Per non dimenticare... Filippo Raciti e i fatti di Catania

Credo che la memoria non debba mai andare perduta... una memoria che cerchi di recuperare e rileggere gli eventi, anche i più tragici e i più assurdi, alla luce di una sapienza che va' sempre faticosamente cercata e coltivata con la forza della condivisione, della relazione e del dialogo con tutti... consapevoli che dove non ci può essere una risposta definitiva che chiuda definitivamente il cerchio ci può quantomeno essere lo spazio di una riconciliazione (o conciliazione) sempre più matura e consapevole nel corso del tempo.

Ecco perchè, a quasi 10 mesi di distanza, desidero riportare nel seguito le riflessioni proposte a caldo, di getto, da "una di noi" immediatamente dopo i terribili fatti di Catania ...
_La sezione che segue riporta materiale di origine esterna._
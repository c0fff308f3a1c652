//! CloudPilot - 对话式云管理智能体
//!
//! 模块划分：
//! - **agent**: 组件装配（资源客户端、厂商路由、编排引擎）
//! - **cloud**: 通用认证 REST 资源客户端（会话、CRUD、动作、ZQL、异步任务轮询）
//! - **config**: 应用配置加载（TOML + 环境变量）
//! - **core**: 错误类型与 chat 终止状态
//! - **engine**: 多轮工具调用编排循环、过程事件、结果截断
//! - **llm**: 协议适配器（OpenAI 兼容 / Anthropic）、厂商配置与路由
//! - **memory**: 对话历史
//! - **observability**: tracing 日志初始化
//! - **repl**: 命令行交互
//! - **tools**: 资源工具定义与分发表

pub mod agent;
pub mod cloud;
pub mod config;
pub mod core;
pub mod engine;
pub mod llm;
pub mod memory;
pub mod observability;
pub mod repl;
pub mod tools;

pub use agent::{create_agent, AgentComponents};
pub use core::{AgentError, ChatOutcome, ChatState};
pub use engine::{ChatEngine, ChatEvent, EngineSettings};
//! 命令行交互：斜杠命令解析与过程事件渲染

use std::future::Future;
use std::io::Write;

use tokio::io::{AsyncBufRead, Lines};

use crate::engine::{ChatEngine, ChatEvent};
use crate::llm::OperatingMode;

/// REPL 斜杠命令
#[derive(Debug, Clone, PartialEq, Eq)]
pub enum ReplCommand {
    /// 清空对话
    New,
    Mode(OperatingMode),
    Model(String),
    InFlight,
    Usage,
    Help,
    Quit,
    Invalid(String),
}

impl ReplCommand {
    /// 非 `/` 开头的输入返回 None（作为普通消息发送）
    pub fn parse(line: &str) -> Option<Self> {
        let rest = line.trim().strip_prefix('/')?;
        let mut parts = rest.split_whitespace();
        let name = parts.next().unwrap_or("");
        let arg = parts.next();
        let cmd = match (name, arg) {
            ("new", _) => Self::New,
            ("mode", Some(m)) => match OperatingMode::parse(m) {
                Some(mode) => Self::Mode(mode),
                None => Self::Invalid(format!("unknown mode `{m}` (compact | full)")),
            },
            ("mode", None) => Self::Invalid("usage: /mode compact|full".into()),
            ("model", Some(id)) => Self::Model(id.to_string()),
            ("model", None) => Self::Invalid("usage: /model <id>".into()),
            ("inflight", _) => Self::InFlight,
            ("usage", _) => Self::Usage,
            ("help", _) | ("?", _) => Self::Help,
            ("quit", _) | ("exit", _) | ("q", _) => Self::Quit,
            (other, _) => Self::Invalid(format!("unknown command /{other}")),
        };
        Some(cmd)
    }
}

pub const HELP: &str = "\
/new              start a new conversation
/mode compact|full switch operating mode
/model <id>       switch model
/inflight         list tool calls still running
/usage            token usage so far
/quit             exit
Ctrl-C            stop the current answer";

/// 执行命令；返回 false 表示退出
pub fn apply(cmd: ReplCommand, engine: &mut ChatEngine) -> bool {
    match cmd {
        ReplCommand::New => {
            engine.clear();
            println!("(new conversation)");
        }
        ReplCommand::Mode(mode) => {
            engine.provider().update(|c| c.mode = mode);
            println!("(mode: {mode:?})");
        }
        ReplCommand::Model(id) => {
            println!("(model: {id})");
            engine.provider().update(|c| c.model = id);
        }
        ReplCommand::InFlight => {
            let calls = engine.in_flight().snapshot();
            if calls.is_empty() {
                println!("(no tool calls running)");
            }
            for c in calls {
                println!(
                    "  {} {} [{}s]",
                    c.name,
                    c.description,
                    c.started_at.elapsed().as_secs()
                );
            }
        }
        ReplCommand::Usage => {
            let (prompt, completion) = engine.usage();
            println!("(tokens: prompt {prompt}, completion {completion})");
        }
        ReplCommand::Help => println!("{HELP}"),
        ReplCommand::Quit => return false,
        ReplCommand::Invalid(msg) => println!("{msg}"),
    }
    true
}

/// 读取下一行输入；输入结束或 `interrupt` 先完成（提示符处的 Ctrl-C）时返回 None
pub async fn next_input<R, F>(lines: &mut Lines<R>, interrupt: F) -> std::io::Result<Option<String>>
where
    R: AsyncBufRead + Unpin,
    F: Future,
{
    tokio::select! {
        line = lines.next_line() => line,
        _ = interrupt => Ok(None),
    }
}

/// 把过程事件渲染到 stdout
pub fn render(event: &ChatEvent) {
    let mut out = std::io::stdout();
    match event {
        ChatEvent::TextDelta { text } => {
            let _ = write!(out, "{text}");
        }
        ChatEvent::ThinkingDelta { text } => {
            let _ = write!(out, "\x1b[2m{text}\x1b[0m");
        }
        ChatEvent::ToolStart { description, .. } => {
            let _ = writeln!(out, "\n  → {description}");
        }
        ChatEvent::ToolDone {
            name,
            ok,
            duration_ms,
            ..
        } => {
            let mark = if *ok { "✓" } else { "✗" };
            let _ = writeln!(out, "  {mark} {name} ({duration_ms} ms)");
        }
        ChatEvent::RoundUpdate { round, max_rounds } => {
            tracing::debug!(round, max_rounds, "round");
        }
        ChatEvent::Usage { .. } => {}
    }
    let _ = out.flush();
}
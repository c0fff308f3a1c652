//! 测试用适配器（无需网络）
//!
//! - `ScriptedLlm`：按脚本依次返回预设的 LlmTurn，脚本用尽后可由生成器继续产出
//! - `StallingLlm`：推送一个增量后挂起直到取消，用于验证中途取消

use std::collections::VecDeque;
use std::sync::atomic::{AtomicUsize, Ordering};
use std::sync::Arc;

use async_trait::async_trait;
use tokio::sync::Mutex;
use tokio_util::sync::CancellationToken;

use crate::engine::events::{send_event, ChatEvent, EventSender};
use crate::llm::{ChatAdapter, ChatRequest, LlmTurn, ProviderConfig};

type Generator = Arc<dyn Fn(usize) -> LlmTurn + Send + Sync>;

/// 脚本化适配器
#[derive(Clone, Default)]
pub struct ScriptedLlm {
    script: Arc<Mutex<VecDeque<LlmTurn>>>,
    fallback: Option<Generator>,
    calls: Arc<AtomicUsize>,
}

impl ScriptedLlm {
    pub fn new(turns: impl IntoIterator<Item = LlmTurn>) -> Self {
        Self {
            script: Arc::new(Mutex::new(turns.into_iter().collect())),
            ..Default::default()
        }
    }

    /// 脚本用尽后按调用序号生成结果（例如始终请求工具，用于验证轮次上限）
    pub fn repeating(f: impl Fn(usize) -> LlmTurn + Send + Sync + 'static) -> Self {
        Self {
            fallback: Some(Arc::new(f)),
            ..Default::default()
        }
    }

    pub fn call_count(&self) -> usize {
        self.calls.load(Ordering::SeqCst)
    }
}

#[async_trait]
impl ChatAdapter for ScriptedLlm {
    async fn call(
        &self,
        _provider: &ProviderConfig,
        _request: ChatRequest<'_>,
        events: Option<&EventSender>,
        cancel: &CancellationToken,
    ) -> LlmTurn {
        let n = self.calls.fetch_add(1, Ordering::SeqCst);
        if cancel.is_cancelled() {
            return LlmTurn::Aborted;
        }
        let next = self.script.lock().await.pop_front();
        let turn = match (next, &self.fallback) {
            (Some(turn), _) => turn,
            (None, Some(f)) => f(n),
            (None, None) => LlmTurn::ProviderError("script exhausted".into()),
        };
        match &turn {
            LlmTurn::FinalText(text) | LlmTurn::ToolCallBatch { text, .. } if !text.is_empty() => {
                send_event(events, ChatEvent::TextDelta { text: text.clone() });
            }
            _ => {}
        }
        turn
    }
}

/// 推送一个增量后等待取消
#[derive(Clone, Default)]
pub struct StallingLlm;

#[async_trait]
impl ChatAdapter for StallingLlm {
    async fn call(
        &self,
        _provider: &ProviderConfig,
        _request: ChatRequest<'_>,
        events: Option<&EventSender>,
        cancel: &CancellationToken,
    ) -> LlmTurn {
        send_event(events, ChatEvent::TextDelta { text: "partial".into() });
        cancel.cancelled().await;
        LlmTurn::Aborted
    }
}
//! CloudPilot - 对话式云管理智能体
//!
//! 入口：初始化日志、加载配置、装配组件，在 stdin 上运行逐行交互；
//! Ctrl-C 在回答中停止当前回答，在提示符处退出。

use std::io::Write;
use std::path::PathBuf;

use anyhow::Context;
use cloudpilot::agent::{create_agent, AgentComponents};
use cloudpilot::config::load_config;
use cloudpilot::core::ChatState;
use cloudpilot::observability;
use cloudpilot::repl::{apply, next_input, render, ReplCommand};
use tokio::io::{AsyncBufReadExt, BufReader};
use tokio::sync::mpsc;

fn prompt() {
    print!("\n> ");
    let _ = std::io::stdout().flush();
}

#[tokio::main]
async fn main() -> anyhow::Result<()> {
    observability::init();

    let config_path = std::env::args().nth(1).map(PathBuf::from);
    let cfg = load_config(config_path).context("Failed to load config")?;
    let AgentComponents { mut engine, cloud } =
        create_agent(&cfg).await.context("Failed to create agent")?;

    let (event_tx, mut event_rx) = mpsc::unbounded_channel();
    tokio::spawn(async move {
        while let Some(ev) = event_rx.recv().await {
            render(&ev);
        }
    });

    let mut lines = BufReader::new(tokio::io::stdin()).lines();
    prompt();
    loop {
        let Some(line) = next_input(&mut lines, tokio::signal::ctrl_c()).await? else {
            println!();
            break;
        };
        let input = line.trim();
        if input.is_empty() {
            prompt();
            continue;
        }
        if let Some(cmd) = ReplCommand::parse(input) {
            if !apply(cmd, &mut engine) {
                break;
            }
            prompt();
            continue;
        }

        let cancel = engine.cancel_handle();
        let chat = engine.chat(input, Some(&event_tx));
        tokio::pin!(chat);
        let result = loop {
            tokio::select! {
                r = &mut chat => break r,
                _ = tokio::signal::ctrl_c() => cancel.cancel(),
            }
        };
        match result {
            Ok(outcome) if outcome.state == ChatState::Done => println!(),
            Ok(outcome) => println!("\n{}", outcome.text),
            Err(e) => eprintln!("\nerror: {e}"),
        }
        prompt();
    }

    if let Err(e) = cloud.logout().await {
        tracing::warn!(error = %e, "logout failed");
    }
    Ok(())
}
//! tool_start 事件里的一行摘要：目标路径 + 截断的 uuid

use serde_json::Value;

use crate::cloud::normalize_path;
use crate::tools::CloudTool;

const ID_PREVIEW: usize = 8;
const ZQL_PREVIEW: usize = 60;

fn arg<'a>(args: &'a Value, key: &str) -> &'a str {
    args.get(key).and_then(|v| v.as_str()).unwrap_or("")
}

fn short(s: &str, max: usize) -> String {
    if s.chars().count() <= max {
        s.to_string()
    } else {
        format!("{}…", s.chars().take(max).collect::<String>())
    }
}

fn target(args: &Value) -> String {
    let path = normalize_path(arg(args, "path"));
    let id = arg(args, "uuid");
    if id.is_empty() {
        path
    } else {
        format!("{path}/{}", short(id, ID_PREVIEW))
    }
}

/// 生成工具调用的人类可读摘要
pub fn describe(name: &str, args: &Value) -> String {
    let Some(tool) = CloudTool::from_name(name) else {
        return format!("unknown tool {name}");
    };
    match tool {
        CloudTool::Query => {
            let n = args
                .get("conditions")
                .and_then(|v| v.as_array())
                .map(|a| a.len())
                .unwrap_or(0);
            if n == 0 {
                format!("Listing {}", target(args))
            } else {
                format!("Listing {} ({n} conditions)", target(args))
            }
        }
        CloudTool::Get => format!("Reading {}", target(args)),
        CloudTool::Create => format!("Creating in {}", target(args)),
        CloudTool::Update => format!("Updating {}", target(args)),
        CloudTool::Delete => format!("Deleting {}", target(args)),
        CloudTool::Action => {
            let action = args
                .get("action")
                .and_then(|v| v.as_object())
                .and_then(|o| o.keys().next().cloned())
                .unwrap_or_else(|| "action".to_string());
            format!("{action} on {}", target(args))
        }
        CloudTool::Zql => format!("ZQL: {}", short(arg(args, "zql"), ZQL_PREVIEW)),
    }
}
...per non dimenticare ...


Così abbiamo perso tutti

03 Febbraio 2007

Il funerale di Filippo Raciti
La categoria senza peccato
scagli la prima pietra


Un morto, cento feriti ufficiali e chissà quanti sono andati a farsi medicare a casa ... et voilà ... il giochino più amato dagli italiani si rompe! Stop di tutti i campionati fino a data da destinarsi.
Decisione presa a caldo, probabilmente doverosa, ma che - fatti quattro conti di quanto può costare anche solo in termini economici – facilmente verrà presto rettificata con una lunga serie di parole e intenzioni molto severe su ciò che si dovrà andare a fare per mettere fine a follìe come queste. 

Beh ... quello che mi viene da pensare è che in una situazione come questa abbiamo veramente perso tutti quanti !!

... quei bambini hanno perso il loro papà e quella moglie il marito e non potranno mai farsene una ragione ... si trattava solo di una maledetta partita di calcio ...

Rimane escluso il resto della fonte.